The expected output is the complete listing, copied exactly.

-*-*-

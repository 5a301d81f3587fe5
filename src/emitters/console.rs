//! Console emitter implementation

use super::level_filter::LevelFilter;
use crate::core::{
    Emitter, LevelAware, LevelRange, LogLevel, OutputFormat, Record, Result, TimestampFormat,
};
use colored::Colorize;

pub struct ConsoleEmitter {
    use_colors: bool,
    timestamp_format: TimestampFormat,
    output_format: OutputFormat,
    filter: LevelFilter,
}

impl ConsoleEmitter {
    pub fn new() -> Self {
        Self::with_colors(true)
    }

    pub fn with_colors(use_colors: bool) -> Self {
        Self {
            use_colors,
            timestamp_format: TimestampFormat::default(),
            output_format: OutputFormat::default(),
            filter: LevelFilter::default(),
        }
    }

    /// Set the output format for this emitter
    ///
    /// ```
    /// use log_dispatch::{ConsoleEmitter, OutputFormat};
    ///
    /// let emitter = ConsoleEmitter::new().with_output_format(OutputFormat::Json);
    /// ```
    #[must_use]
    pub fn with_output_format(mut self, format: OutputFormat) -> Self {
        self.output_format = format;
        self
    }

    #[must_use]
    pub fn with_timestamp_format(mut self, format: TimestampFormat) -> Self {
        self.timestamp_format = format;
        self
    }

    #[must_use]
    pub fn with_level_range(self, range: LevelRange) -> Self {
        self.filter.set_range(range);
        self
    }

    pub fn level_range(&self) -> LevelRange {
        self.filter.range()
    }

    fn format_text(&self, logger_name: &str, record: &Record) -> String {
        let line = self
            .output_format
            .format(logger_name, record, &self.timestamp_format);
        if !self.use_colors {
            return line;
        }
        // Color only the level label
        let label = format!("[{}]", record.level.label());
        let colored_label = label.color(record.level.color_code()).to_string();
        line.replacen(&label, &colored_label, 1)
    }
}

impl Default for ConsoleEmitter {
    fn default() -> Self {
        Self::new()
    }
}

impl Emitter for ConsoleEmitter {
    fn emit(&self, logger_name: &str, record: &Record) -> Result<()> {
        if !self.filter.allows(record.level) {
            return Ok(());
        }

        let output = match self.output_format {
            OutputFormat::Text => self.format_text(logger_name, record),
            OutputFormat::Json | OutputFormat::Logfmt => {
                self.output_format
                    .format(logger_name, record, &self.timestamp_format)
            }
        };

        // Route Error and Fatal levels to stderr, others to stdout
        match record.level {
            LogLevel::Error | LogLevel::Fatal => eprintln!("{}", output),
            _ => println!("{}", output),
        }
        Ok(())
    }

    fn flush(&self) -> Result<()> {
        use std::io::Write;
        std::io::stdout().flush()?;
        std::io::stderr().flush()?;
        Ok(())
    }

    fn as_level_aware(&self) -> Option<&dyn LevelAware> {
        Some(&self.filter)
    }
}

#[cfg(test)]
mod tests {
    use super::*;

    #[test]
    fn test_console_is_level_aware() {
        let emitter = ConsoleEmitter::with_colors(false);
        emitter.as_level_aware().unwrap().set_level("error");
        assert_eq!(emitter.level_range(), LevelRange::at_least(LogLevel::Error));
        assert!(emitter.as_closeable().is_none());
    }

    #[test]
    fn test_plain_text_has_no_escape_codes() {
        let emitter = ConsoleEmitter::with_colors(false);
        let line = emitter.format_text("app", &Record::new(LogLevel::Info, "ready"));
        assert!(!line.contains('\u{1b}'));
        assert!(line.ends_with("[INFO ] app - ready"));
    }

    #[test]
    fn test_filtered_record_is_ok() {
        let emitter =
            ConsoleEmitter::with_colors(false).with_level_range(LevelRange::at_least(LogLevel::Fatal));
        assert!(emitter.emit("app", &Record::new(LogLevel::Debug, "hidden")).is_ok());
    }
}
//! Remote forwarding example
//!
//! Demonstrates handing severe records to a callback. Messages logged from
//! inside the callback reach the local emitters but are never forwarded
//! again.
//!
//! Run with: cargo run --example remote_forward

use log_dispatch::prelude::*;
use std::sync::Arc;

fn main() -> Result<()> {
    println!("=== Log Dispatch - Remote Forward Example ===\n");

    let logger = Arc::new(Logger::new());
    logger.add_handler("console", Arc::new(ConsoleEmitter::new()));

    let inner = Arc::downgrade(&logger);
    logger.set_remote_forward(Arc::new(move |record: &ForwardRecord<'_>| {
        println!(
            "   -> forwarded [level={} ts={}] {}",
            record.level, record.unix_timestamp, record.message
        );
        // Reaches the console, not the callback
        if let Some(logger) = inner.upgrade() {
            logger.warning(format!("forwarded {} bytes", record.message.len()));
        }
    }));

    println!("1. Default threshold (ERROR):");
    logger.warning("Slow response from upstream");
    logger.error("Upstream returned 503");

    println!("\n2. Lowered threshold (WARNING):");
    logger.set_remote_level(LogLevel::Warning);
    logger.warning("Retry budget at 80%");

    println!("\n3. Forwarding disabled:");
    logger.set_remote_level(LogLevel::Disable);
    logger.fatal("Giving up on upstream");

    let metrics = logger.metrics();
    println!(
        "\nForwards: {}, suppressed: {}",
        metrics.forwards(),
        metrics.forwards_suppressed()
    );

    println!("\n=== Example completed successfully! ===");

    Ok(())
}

-*-*-

● **Answer space**:
repository 5a301d81f3587fe5
filename src/emitters/console.rs
//! Console emitter implementation

use super::level_filter::LevelFilter;
use crate::core::{
    Emitter, LevelAware, LevelRange, LogLevel, OutputFormat, Record, Result, TimestampFormat,
};
use colored::Colorize;

pub struct ConsoleEmitter {
    use_colors: bool,
    timestamp_format: TimestampFormat,
    output_format: OutputFormat,
    filter: LevelFilter,
}

impl ConsoleEmitter {
    pub fn new() -> Self {
        Self::with_colors(true)
    }

    pub fn with_colors(use_colors: bool) -> Self {
        Self {
            use_colors,
            timestamp_format: TimestampFormat::default(),
            output_format: OutputFormat::default(),
            filter: LevelFilter::default(),
        }
    }

    /// Set the output format for this emitter
    ///
    /// ```
    /// use log_dispatch::{ConsoleEmitter, OutputFormat};
    ///
    /// let emitter = ConsoleEmitter::new().with_output_format(OutputFormat::Json);
    /// ```
    #[must_use]
    pub fn with_output_format(mut self, format: OutputFormat) -> Self {
        self.output_format = format;
        self
    }

    #[must_use]
    pub fn with_timestamp_format(mut self, format: TimestampFormat) -> Self {
        self.timestamp_format = format;
        self
    }

    #[must_use]
    pub fn with_level_range(self, range: LevelRange) -> Self {
        self.filter.set_range(range);
        self
    }

    pub fn level_range(&self) -> LevelRange {
        self.filter.range()
    }

    fn format_text(&self, logger_name: &str, record: &Record) -> String {
        let line = self
            .output_format
            .format(logger_name, record, &self.timestamp_format);
        if !self.use_colors {
            return line;
        }
        // Color only the level label
        let label = format!("[{}]", record.level.label());
        let colored_label = label.color(record.level.color_code()).to_string();
        line.replacen(&label, &colored_label, 1)
    }
}

impl Default for ConsoleEmitter {
    fn default() -> Self {
        Self::new()
    }
}

impl Emitter for ConsoleEmitter {
    fn emit(&self, logger_name: &str, record: &Record) -> Result<()> {
        if !self.filter.allows(record.level) {
            return Ok(());
        }

        let output = match self.output_format {
            OutputFormat::Text => self.format_text(logger_name, record),
            OutputFormat::Json | OutputFormat::Logfmt => {
                self.output_format
                    .format(logger_name, record, &self.timestamp_format)
            }
        };

        // Route Error and Fatal levels to stderr, others to stdout
        match record.level {
            LogLevel::Error | LogLevel::Fatal => eprintln!("{}", output),
            _ => println!("{}", output),
        }
        Ok(())
    }

    fn flush(&self) -> Result<()> {
        use std::io::Write;
        std::io::stdout().flush()?;
        std::io::stderr().flush()?;
        Ok(())
    }

    fn as_level_aware(&self) -> Option<&dyn LevelAware> {
        Some(&self.filter)
    }
}

#[cfg(test)]
mod tests {
    use super::*;

    #[test]
    fn test_console_is_level_aware() {
        let emitter = ConsoleEmitter::with_colors(false);
        emitter.as_level_aware().unwrap().set_level("error");
        assert_eq!(emitter.level_range(), LevelRange::at_least(LogLevel::Error));
        assert!(emitter.as_closeable().is_none());
    }

    #[test]
    fn test_plain_text_has_no_escape_codes() {
        let emitter = ConsoleEmitter::with_colors(false);
        let line = emitter.format_text("app", &Record::new(LogLevel::Info, "ready"));
        assert!(!line.contains('\u{1b}'));
        assert!(line.ends_with("[INFO ] app - ready"));
    }

    #[test]
    fn test_filtered_record_is_ok() {
        let emitter =
            ConsoleEmitter::with_colors(false).with_level_range(LevelRange::at_least(LogLevel::Fatal));
        assert!(emitter.emit("app", &Record::new(LogLevel::Debug, "hidden")).is_ok());
    }
}
//! Remote forwarding example
//!
//! Demonstrates handing severe records to a callback. Messages logged from
//! inside the callback reach the local emitters but are never forwarded
//! again.
//!
//! Run with: cargo run --example remote_forward

use log_dispatch::prelude::*;
use std::sync::Arc;

fn main() -> Result<()> {
    println!("=== Log Dispatch - Remote Forward Example ===\n");

    let logger = Arc::new(Logger::new());
    logger.add_handler("console", Arc::new(ConsoleEmitter::new()));

    let inner = Arc::downgrade(&logger);
    logger.set_remote_forward(Arc::new(move |record: &ForwardRecord<'_>| {
        println!(
            "   -> forwarded [level={} ts={}] {}",
            record.level, record.unix_timestamp, record.message
        );
        // Reaches the console, not the callback
        if let Some(logger) = inner.upgrade() {
            logger.warning(format!("forwarded {} bytes", record.message.len()));
        }
    }));

    println!("1. Default threshold (ERROR):");
    logger.warning("Slow response from upstream");
    logger.error("Upstream returned 503");

    println!("\n2. Lowered threshold (WARNING):");
    logger.set_remote_level(LogLevel::Warning);
    logger.warning("Retry budget at 80%");

    println!("\n3. Forwarding disabled:");
    logger.set_remote_level(LogLevel::Disable);
    logger.fatal("Giving up on upstream");

    let metrics = logger.metrics();
    println!(
        "\nForwards: {}, suppressed: {}",
        metrics.forwards(),
        metrics.forwards_suppressed()
    );

    println!("\n=== Example completed successfully! ===");

    Ok(())
}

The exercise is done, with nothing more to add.